Among the lines of the data below, count those that hold the word "used". Answer with the number alone.

|---|

use crate::splits::SplitLabel;

/// Constants used by bundle parsing.
pub mod bundle {
    /// Resource type expected at the top level of a bundle export file.
    pub const BUNDLE_RESOURCE_TYPE: &str = "Bundle";
    /// Resource type of the entries the pipeline extracts.
    pub const PATIENT_RESOURCE_TYPE: &str = "Patient";
    /// Wire key carrying the resource type discriminator.
    pub const RESOURCE_TYPE_KEY: &str = "resourceType";
}

/// Constants used by record flattening and token layout.
pub mod flatten {
    /// Token introducing a field name.
    pub const COL_TOKEN: &str = "COL";
    /// Token introducing a field's values.
    pub const VAL_TOKEN: &str = "VAL";
    /// Field name for the record identifier.
    pub const FIELD_ID: &str = "id";
    /// Field-name stem for indexed name tokens (`name0`, `name1`, ...).
    pub const FIELD_NAME: &str = "name";
    /// Field-name stem for indexed telecom tokens.
    pub const FIELD_TELECOM: &str = "telecom";
    /// Field name for gender.
    pub const FIELD_GENDER: &str = "gender";
    /// Field name for the birth date.
    pub const FIELD_BIRTH_DATE: &str = "birthDate";
    /// Field name for the death timestamp.
    pub const FIELD_DECEASED: &str = "deceasedDateTime";
    /// Field-name stem for indexed address tokens.
    pub const FIELD_ADDRESS: &str = "address";
    /// Field name for marital status text.
    pub const FIELD_MARITAL_STATUS: &str = "maritalStatus";
    /// Wire/render format for birth dates.
    pub const BIRTH_DATE_FORMAT: &str = "%Y-%m-%d";
    /// Render format for death timestamps.
    pub const DECEASED_DATE_FORMAT: &str = "%Y-%m-%d %H:%M:%S%:z";
}

/// Constants used by corpus construction.
pub mod corpus {
    /// File stem for the original (untransformed) corpus.
    pub const ORIGINAL_STEM: &str = "patient_train";
    /// File stem for the transformed corpus.
    pub const TRANSFORMED_STEM: &str = "patient_transformed";
    /// Extension shared by corpus files.
    pub const CORPUS_EXTENSION: &str = "txt";
}

/// Constants used by split files and pair labeling.
pub mod splits {
    use super::SplitLabel;

    /// Output filename for the train split.
    pub const TRAIN_FILENAME: &str = "train.txt";
    /// Output filename for the test split.
    pub const TEST_FILENAME: &str = "test.txt";
    /// Output filename for the validation split.
    pub const VALID_FILENAME: &str = "valid.txt";
    /// Wire label for matching pairs.
    pub const LABEL_MATCH: &str = "1";
    /// Wire label for non-matching pairs.
    pub const LABEL_NON_MATCH: &str = "0";
    /// Separator between the original, candidate, and label columns.
    pub const PAIR_SEPARATOR: char = '\t';
    /// Canonical split window order used when carving the corpus.
    pub const ALL_SPLITS: [SplitLabel; 3] =
        [SplitLabel::Train, SplitLabel::Test, SplitLabel::Validation];
}

/// Constants used by the noise transformer.
pub mod transform {
    /// Default probability that a transformed line's names are corrupted.
    pub const NAME_CORRUPTION_PROBABILITY: f32 = 0.5;
}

|---|

● **Problem solution**
6